Groots Verleden
Z. Em. Mgr. Van Wayenbergh, de laatste der drie sprekers, schetste in een magistrale, vaak ontroerende rede de grootheid van het oude Vlaanderen, dat eens met het buitenland kon wedijveren op cultuurgebied: poezie, didaktiek, mystiek; Vlaanderen, waar eens de schilders aan de spits der kunst stonden, waar de bouwmeesters hun kathedralen, belforten en stadhuizen schiepen, waar handel en nijverheid Vlaanderen in betrekking brachten met verre gewesten, Vlaamse munt in Scandinavië werd aangenomen en Vlaams laken in geheel Europa gebruikt werd.

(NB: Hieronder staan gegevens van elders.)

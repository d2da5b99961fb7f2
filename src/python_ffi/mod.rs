//! Python bindings: `bpnnet.feedforward.Net` and `bpnnet.feedforward.Trainer`.
use pyo3::prelude::*;

pub mod feedforward;
mod gen_macros;

#[pymodule]
fn bpnnet(_py: Python, m: &PyModule) -> PyResult<()> {
    m.add("__version__", env!("CARGO_PKG_VERSION"))?;
    feedforward::construct_module(m)?;
    Ok(())
}
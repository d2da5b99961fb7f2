pub mod net;
pub mod trainer;

use pyo3::{prelude::*, wrap_pymodule};

use crate::data::Entry;

#[pymodule]
fn feedforward(_py: Python, m: &PyModule) -> PyResult<()> {
    m.add_class::<net::Net>()?;
    m.add_class::<trainer::Trainer>()?;
    Ok(())
}

pub fn construct_module(m: &PyModule) -> PyResult<()> {
    m.add_wrapped(wrap_pymodule!(feedforward))?;
    Ok(())
}

/// `(pattern, target)` pairs as passed from Python.
pub(super) type Samples = Vec<(Vec<f64>, Vec<f64>)>;

pub(super) fn to_entries(samples: Samples) -> Vec<Entry> {
    samples
        .into_iter()
        .map(|(pattern, target)| Entry::new(pattern, target))
        .collect()
}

Ook Mgr. Van Wayenburgh voelt de dreiging in een verenigd Europa, in de vangarmen van wereldtalen, die Vlaanderen verlammen kunnen.
De toekomst maakt het Vlaamse volk zelf. Geen haat, geen nijd, geen oneerlijkheid, maar liefde tot de mensen en de volkeren zijn de waarborgen van wat Vlaanderen kan zijn, indien de Vlamingen eensgezind en eerlijk willen; aldus het slot van deze prachtige toespraak.
Deze drie toespraken openden de grootse Vlaamse dag op de Wereldtentoonstelling, waar voorts door druk bezochte openlucht feesten het beste van het Vlaamse land werd getoond.
Vlaanderen kan trots zijn op deze zeer geslaagde Vlaamse dag op 6 juli van dit jaar.